### PROBLEM
Lines containing "https": state how many there are in these entries, and write only that number.

Start of SOURCE DATA

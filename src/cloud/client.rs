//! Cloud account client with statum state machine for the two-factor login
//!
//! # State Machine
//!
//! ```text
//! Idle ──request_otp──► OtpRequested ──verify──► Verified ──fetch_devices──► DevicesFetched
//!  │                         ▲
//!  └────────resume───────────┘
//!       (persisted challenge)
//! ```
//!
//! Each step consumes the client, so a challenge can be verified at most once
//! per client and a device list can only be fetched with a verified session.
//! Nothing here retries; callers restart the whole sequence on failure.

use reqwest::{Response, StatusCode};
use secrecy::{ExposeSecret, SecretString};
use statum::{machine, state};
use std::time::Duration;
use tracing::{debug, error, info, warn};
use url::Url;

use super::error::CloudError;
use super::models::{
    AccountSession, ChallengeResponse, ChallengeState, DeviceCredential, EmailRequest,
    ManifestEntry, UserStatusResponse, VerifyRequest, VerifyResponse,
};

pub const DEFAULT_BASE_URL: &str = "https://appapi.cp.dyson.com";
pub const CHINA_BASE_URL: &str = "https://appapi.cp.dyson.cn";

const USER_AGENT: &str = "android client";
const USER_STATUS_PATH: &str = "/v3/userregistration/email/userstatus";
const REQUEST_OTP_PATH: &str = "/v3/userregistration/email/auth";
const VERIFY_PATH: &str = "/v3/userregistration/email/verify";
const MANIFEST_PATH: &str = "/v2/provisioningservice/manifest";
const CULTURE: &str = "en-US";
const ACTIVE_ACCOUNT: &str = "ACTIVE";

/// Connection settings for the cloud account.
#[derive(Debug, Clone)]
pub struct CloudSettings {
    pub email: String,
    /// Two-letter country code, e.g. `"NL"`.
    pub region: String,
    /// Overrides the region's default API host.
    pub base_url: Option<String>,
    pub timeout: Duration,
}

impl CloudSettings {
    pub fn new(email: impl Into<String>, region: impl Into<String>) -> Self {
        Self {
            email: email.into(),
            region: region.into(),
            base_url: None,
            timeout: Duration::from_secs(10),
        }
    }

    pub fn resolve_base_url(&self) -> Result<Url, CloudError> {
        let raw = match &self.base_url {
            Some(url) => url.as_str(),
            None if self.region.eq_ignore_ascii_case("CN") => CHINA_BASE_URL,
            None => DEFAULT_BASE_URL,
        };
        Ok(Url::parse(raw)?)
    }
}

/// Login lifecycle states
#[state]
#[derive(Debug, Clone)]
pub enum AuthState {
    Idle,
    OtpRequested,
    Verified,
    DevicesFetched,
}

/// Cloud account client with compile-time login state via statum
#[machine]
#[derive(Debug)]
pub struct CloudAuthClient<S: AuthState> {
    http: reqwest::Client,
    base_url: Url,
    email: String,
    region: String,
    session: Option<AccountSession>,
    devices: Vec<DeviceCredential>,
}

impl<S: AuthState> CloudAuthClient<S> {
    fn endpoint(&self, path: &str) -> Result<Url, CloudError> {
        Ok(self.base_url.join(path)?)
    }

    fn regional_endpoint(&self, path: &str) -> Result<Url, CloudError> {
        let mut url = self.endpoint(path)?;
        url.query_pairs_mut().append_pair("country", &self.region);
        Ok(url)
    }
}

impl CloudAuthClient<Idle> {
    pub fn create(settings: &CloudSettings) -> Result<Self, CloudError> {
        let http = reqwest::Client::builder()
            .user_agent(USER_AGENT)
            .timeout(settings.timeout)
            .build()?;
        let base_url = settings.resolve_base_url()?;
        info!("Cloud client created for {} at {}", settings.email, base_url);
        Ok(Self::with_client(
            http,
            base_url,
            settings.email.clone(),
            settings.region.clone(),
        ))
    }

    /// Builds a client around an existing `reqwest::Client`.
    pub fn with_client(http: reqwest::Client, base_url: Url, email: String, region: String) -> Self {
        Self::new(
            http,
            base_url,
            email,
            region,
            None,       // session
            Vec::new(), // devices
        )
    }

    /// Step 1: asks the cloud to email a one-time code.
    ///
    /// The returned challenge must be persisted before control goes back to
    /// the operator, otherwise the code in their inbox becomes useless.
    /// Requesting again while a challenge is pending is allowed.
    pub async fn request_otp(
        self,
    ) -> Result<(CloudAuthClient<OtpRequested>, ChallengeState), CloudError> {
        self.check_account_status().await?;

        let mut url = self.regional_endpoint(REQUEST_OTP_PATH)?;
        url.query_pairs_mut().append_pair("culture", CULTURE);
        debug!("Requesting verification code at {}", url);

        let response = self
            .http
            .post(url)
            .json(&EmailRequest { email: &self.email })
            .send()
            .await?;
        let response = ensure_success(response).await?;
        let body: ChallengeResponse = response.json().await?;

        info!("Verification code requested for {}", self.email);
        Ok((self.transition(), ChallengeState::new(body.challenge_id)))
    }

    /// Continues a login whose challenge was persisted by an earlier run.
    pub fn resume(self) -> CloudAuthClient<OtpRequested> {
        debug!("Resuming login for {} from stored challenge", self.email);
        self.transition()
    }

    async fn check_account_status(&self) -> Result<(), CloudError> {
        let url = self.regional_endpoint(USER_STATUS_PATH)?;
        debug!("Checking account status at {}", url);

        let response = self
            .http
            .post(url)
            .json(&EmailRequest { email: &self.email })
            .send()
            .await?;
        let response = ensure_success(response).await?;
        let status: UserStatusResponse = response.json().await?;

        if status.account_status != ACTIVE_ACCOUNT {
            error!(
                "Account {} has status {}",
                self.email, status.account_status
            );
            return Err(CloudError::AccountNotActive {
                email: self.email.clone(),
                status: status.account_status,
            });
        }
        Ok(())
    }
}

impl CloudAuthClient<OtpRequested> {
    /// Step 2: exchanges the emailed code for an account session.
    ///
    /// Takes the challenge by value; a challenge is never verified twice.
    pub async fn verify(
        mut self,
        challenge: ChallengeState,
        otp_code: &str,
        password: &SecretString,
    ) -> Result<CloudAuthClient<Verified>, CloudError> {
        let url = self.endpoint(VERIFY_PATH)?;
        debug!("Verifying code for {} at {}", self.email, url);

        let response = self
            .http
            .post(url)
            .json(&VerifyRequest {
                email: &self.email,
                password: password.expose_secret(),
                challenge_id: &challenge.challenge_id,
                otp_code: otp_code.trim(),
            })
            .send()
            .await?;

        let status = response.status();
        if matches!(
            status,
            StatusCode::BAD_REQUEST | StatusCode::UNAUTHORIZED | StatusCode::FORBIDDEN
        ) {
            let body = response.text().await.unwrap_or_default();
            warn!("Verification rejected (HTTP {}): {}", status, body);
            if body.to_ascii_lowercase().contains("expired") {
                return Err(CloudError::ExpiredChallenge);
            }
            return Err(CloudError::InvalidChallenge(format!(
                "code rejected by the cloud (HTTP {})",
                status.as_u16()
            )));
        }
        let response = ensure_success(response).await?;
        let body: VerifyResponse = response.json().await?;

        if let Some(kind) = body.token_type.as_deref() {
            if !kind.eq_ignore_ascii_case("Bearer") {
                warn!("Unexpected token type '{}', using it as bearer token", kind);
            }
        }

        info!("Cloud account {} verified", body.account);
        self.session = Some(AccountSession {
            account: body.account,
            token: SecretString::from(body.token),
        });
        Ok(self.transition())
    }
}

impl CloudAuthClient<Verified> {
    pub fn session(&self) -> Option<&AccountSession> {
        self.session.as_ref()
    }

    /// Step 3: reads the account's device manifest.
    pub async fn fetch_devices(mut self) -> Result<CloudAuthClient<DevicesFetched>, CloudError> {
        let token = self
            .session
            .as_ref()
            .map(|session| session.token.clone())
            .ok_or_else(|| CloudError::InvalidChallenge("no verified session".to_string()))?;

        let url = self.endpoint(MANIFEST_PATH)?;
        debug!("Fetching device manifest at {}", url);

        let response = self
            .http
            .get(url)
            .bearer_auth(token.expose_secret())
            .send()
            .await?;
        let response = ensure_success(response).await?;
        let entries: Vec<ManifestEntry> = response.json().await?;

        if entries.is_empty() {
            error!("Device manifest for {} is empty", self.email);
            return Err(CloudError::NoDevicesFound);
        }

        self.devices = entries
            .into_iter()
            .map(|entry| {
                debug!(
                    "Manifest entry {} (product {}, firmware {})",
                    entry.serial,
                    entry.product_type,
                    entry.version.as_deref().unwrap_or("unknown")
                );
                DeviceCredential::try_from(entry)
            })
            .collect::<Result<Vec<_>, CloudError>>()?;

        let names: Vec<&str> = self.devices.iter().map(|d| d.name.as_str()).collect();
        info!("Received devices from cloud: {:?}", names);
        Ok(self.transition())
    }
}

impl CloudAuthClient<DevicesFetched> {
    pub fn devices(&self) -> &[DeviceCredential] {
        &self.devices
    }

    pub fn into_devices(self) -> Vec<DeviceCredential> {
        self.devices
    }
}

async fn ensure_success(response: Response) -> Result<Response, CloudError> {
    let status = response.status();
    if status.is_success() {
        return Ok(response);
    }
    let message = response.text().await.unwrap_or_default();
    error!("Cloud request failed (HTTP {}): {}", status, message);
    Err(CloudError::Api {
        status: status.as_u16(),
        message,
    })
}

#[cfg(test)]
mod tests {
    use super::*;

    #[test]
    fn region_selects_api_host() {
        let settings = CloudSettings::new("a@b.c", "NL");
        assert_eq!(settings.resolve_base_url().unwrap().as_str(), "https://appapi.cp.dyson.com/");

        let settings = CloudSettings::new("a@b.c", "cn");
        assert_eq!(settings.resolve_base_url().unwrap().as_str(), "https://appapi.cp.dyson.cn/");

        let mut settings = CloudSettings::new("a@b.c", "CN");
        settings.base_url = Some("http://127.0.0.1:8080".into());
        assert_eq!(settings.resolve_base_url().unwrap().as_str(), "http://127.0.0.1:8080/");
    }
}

End of SOURCE DATA

### OUTPUT OF THE TASK
4